Cameroonian professional boxer

Stéphane Malenou Chibonsou (born 30 June 1983) is a Cameroonian professional boxer, boxing coach, and entrepreneur. He competed as a super welterweight from 2003 to 2019. After his boxing career, he founded Le Ring by Outsider, a boxing academy in Montreal, Canada.

== Early life and amateur career ==
Malenou was born in Douala, Cameroon, and is one of six siblings. He began boxing at age 12 under coach Félix Kameni Tchatchoua, who became a mentor. He attended General Leclerc High School and the Institut National de la Jeunesse et des Sports (INJS) in Yaoundé, where he developed his boxing skills.

As an amateur, Malenou represented Cameroon at the 2002 Amateur World Championships in Kazakhstan. Under the guidance of Professor Pierre Edmond Banga, Cameroon's National Technical Director, he received a French Cooperation Scholarship which enabled his participation in the tournament.

== Professional career ==

=== France (2003–2007) ===
Malenou began his professional career in France in November 2003. In June 2004, he won the Lightweight title at the French International Cup in Clément, France. The following year, he advanced to the finals of the same tournament as a welterweight, finishing as a finalist.

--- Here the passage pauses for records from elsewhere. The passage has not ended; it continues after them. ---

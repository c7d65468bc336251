//! Remote records API: HTTP client, wire types and cached access.

mod cache;
mod cached_client;
mod client;
mod error;
mod types;

pub use cached_client::CachedApiClient;
pub use client::ApiClient;
pub use error::ApiError;
pub use types::{Country, Record, RecordPatch};
use crate::ui::view::ShortcutInfo;
use ratatui::prelude::*;
use ratatui::widgets::Paragraph;

/// Draw the header bar with title, API host, badge and shortcuts
pub fn draw_header(
  frame: &mut Frame,
  area: Rect,
  title: &str,
  api_url: &str,
  badge: Option<&str>,
  shortcuts: &[ShortcutInfo],
) {
  let domain = extract_domain(api_url);

  let mut spans = vec![
    Span::styled(format!(" {} ", title), Style::default().fg(Color::Cyan).bold()),
    Span::styled("│", Style::default().fg(Color::DarkGray)),
    Span::styled(format!(" {} ", domain), Style::default().fg(Color::White)),
  ];
  if let Some(badge) = badge {
    spans.push(Span::styled("│", Style::default().fg(Color::DarkGray)));
    spans.push(Span::styled(
      format!(" {} ", badge),
      Style::default().fg(Color::Yellow).bold(),
    ));
  }
  spans.push(Span::raw(" "));

  // Keys highlighted, descriptions dimmed
  let mut sorted: Vec<&ShortcutInfo> = shortcuts.iter().collect();
  sorted.sort_by_key(|s| s.priority);
  for shortcut in sorted {
    spans.push(Span::raw("  "));
    spans.push(Span::styled(
      format!("<{}>", shortcut.key),
      Style::default().fg(Color::Cyan),
    ));
    spans.push(Span::styled(
      format!(" {}", shortcut.label),
      Style::default().fg(Color::DarkGray),
    ));
  }

  let paragraph = Paragraph::new(Line::from(spans)).style(Style::default().bg(Color::Black));
  frame.render_widget(paragraph, area);
}

/// Host (and port) part of a URL
fn extract_domain(url: &str) -> &str {
  url
    .strip_prefix("https://")
    .or_else(|| url.strip_prefix("http://"))
    .unwrap_or(url)
    .split('/')
    .next()
    .unwrap_or(url)
}

#[cfg(test)]
mod tests {
  use super::*;

  #[test]
  fn test_extract_domain() {
    assert_eq!(
      extract_domain("https://6565.mockapi.io/api/v1"),
      "6565.mockapi.io"
    );
    assert_eq!(extract_domain("http://localhost:3000"), "localhost:3000");
    assert_eq!(extract_domain("records.internal"), "records.internal");
  }
}
/// The records table with search, filter, sort, pagination and editing
pub struct RecordsView {
  api: CachedApiClient,
  events: broadcast::Receiver<CacheEvent>,
  records: QueryState<Record>,
  countries: QueryState<Country>,
  table: TableState,
  selection: Selection,
  search: SearchInput,
  filter: ColumnFilter,
  editor: EditModal,
  records_load: Task<Result<usize, CacheError>>,
  countries_load: Task<Result<usize, CacheError>>,
  save: Task<Result<Record, CacheError>>,
  toast: Option<Toast>,
}

impl RecordsView {
  pub fn new(api: CachedApiClient, page_size: usize) -> Self {
    let events = api.cache().subscribe();
    let mut view = Self {
      api,
      events,
      records: QueryState::default(),
      countries: QueryState::default(),
      table: TableState::new(page_size),
      selection: Selection::default().with_selected(Some(0)),
      search: SearchInput::new(),
      filter: ColumnFilter::new(FILTER_COLUMN),
      editor: EditModal::new(),
      records_load: Task::idle(),
      countries_load: Task::idle(),
      save: Task::idle(),
      toast: None,
    };
    view.load_records();
    view
  }

  fn load_records(&mut self) {
    let api = self.api.clone();
    self.records_load = Task::spawn(async move { api.records().await.map(|r| r.data.len()) });
  }

  fn load_countries(&mut self) {
    if self.countries_load.is_running() {
      return;
    }
    let api = self.api.clone();
    self.countries_load = Task::spawn(async move { api.countries().await.map(|r| r.data.len()) });
  }

  fn refetch(&mut self) {
    info!("refetching records");
    if self.api.refetch_records().is_none() {
      self.load_records();
    }
  }

  /// Re-read cache state after it changed
  fn refresh(&mut self) {
    self.records = self.api.records_state();
    self.countries = self.api.countries_state();
    self.clamp_page();
  }

  fn clamp_page(&mut self) {
    let total = table::filter_rows(self.records.items(), &self.table).len();
    self.table.clamp_page(total);
  }

  fn derived(&self) -> TableView<'_> {
    table::derive(self.records.items(), &self.table)
  }

  fn selected_record(&self) -> Option<Record> {
    let index = self.selection.selected()?;
    self.derived().rows.get(index).map(|r| (*r).clone())
  }

  fn reset_selection(&mut self) {
    self.selection.select(Some(0));
  }

  fn move_selection(&mut self, down: bool) {
    let len = self.derived().rows.len();
    if len == 0 {
      return;
    }
    let current = self.selection.selected().unwrap_or(0).min(len - 1);
    let next = if down {
      (current + 1).min(len - 1)
    } else {
      current.saturating_sub(1)
    };
    self.selection.select(Some(next));
  }

  fn open_editor(&mut self) {
    let Some(record) = self.selected_record() else {
      return;
    };
    debug!(id = %record.id, "opening editor");
    self.editor.open(&record);
    self.load_countries();
  }

  fn start_save(&mut self, patch: RecordPatch) {
    let Some(id) = self.editor.form().record().map(|r| r.id.clone()) else {
      return;
    };
    info!(id = %id, "saving record");
    let api = self.api.clone();
    self.save = Task::spawn(async move { api.update_record(&id, patch).await });
  }

  fn on_saved(&mut self, result: Result<Record, CacheError>) {
    match result {
      Ok(record) => {
        info!(id = %record.id, "record saved");
        self.editor.finish::<CacheError>(Ok(()));
        self.toast = Some(Toast::success(SAVE_SUCCESS));
      }
      Err(e) => {
        warn!(error = %e, "record save failed");
        self.editor.finish(Err(&e));
        self.toast = Some(Toast::error(SAVE_FAILURE));
      }
    }
    self.refresh();
  }

  fn handle_overlay_key(&mut self, key: KeyEvent) -> bool {
    if self.editor.is_open() {
      let countries = self.countries.data.clone();
      let countries = countries.as_deref().map(Vec::as_slice).unwrap_or(&[]);
      if let KeyResult::Event(EditEvent::Submit(patch)) = self.editor.handle_key(key, countries) {
        self.start_save(patch);
      }
      return true;
    }

    if self.filter.is_active() {
      match self.filter.handle_key(key) {
        KeyResult::Event(FilterEvent::Toggle(column, value)) => {
          self.table.toggle_filter(column, &value);
          self.reset_selection();
        }
        KeyResult::Event(FilterEvent::Clear(column)) => {
          self.table.clear_filter(column);
          self.reset_selection();
        }
        _ => {}
      }
      return true;
    }

    let result = self.search.handle_key(key);
    if let KeyResult::Event(SearchEvent::Changed(query)) = &result {
      self.table.set_search(query);
      self.reset_selection();
    }
    result.is_consumed()
  }

  fn render_error(&self, frame: &mut Frame, area: Rect, error: &str) {
    let block = Block::default()
      .borders(Borders::ALL)
      .border_style(Style::default().fg(Color::Red));
    let lines = vec![
      Line::raw(""),
      Line::styled("Error Loading Data", Style::default().fg(Color::Red).bold()).centered(),
      Line::raw(""),
      Line::styled(error.to_string(), Style::default().fg(Color::White)).centered(),
      Line::raw(""),
      Line::styled("Press r to retry", Style::default().fg(Color::DarkGray)).centered(),
    ];
    frame.render_widget(Paragraph::new(lines).block(block), area);
  }
}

=== United States (2008–2016) ===
In 2008, Malenou relocated to New York City, training at Gleason's Gym in Brooklyn under manager Damon de Berry. He later moved to Las Vegas, Nevada, where he trained at the Mayweather Boxing Club and received guidance from Floyd Mayweather Sr. His career in this period was hampered by hand injuries, which required surgeries in 2015 and 2016.

=== Canada (2017–2019) ===
Malenou fought in Montreal in June 2017 and in Toronto in 2019 before being inactive from professional competition.

== Fighting style and influences ==
Malenou was known for his aggressive style and nickname "The Predator." He cited Floyd Mayweather Jr. as a major influence on his defensive technique.

== Post-boxing career and business ==
Malenou founded Le Ring by Outsider, a boxing academy in Montreal, Quebec, Canada. The academy focuses on training athletes of all levels and promotes boxing for personal development. He also established the Le Ring Association, a non-profit organization with a social and humanitarian mission, operating in Montreal, France, and Cameroon.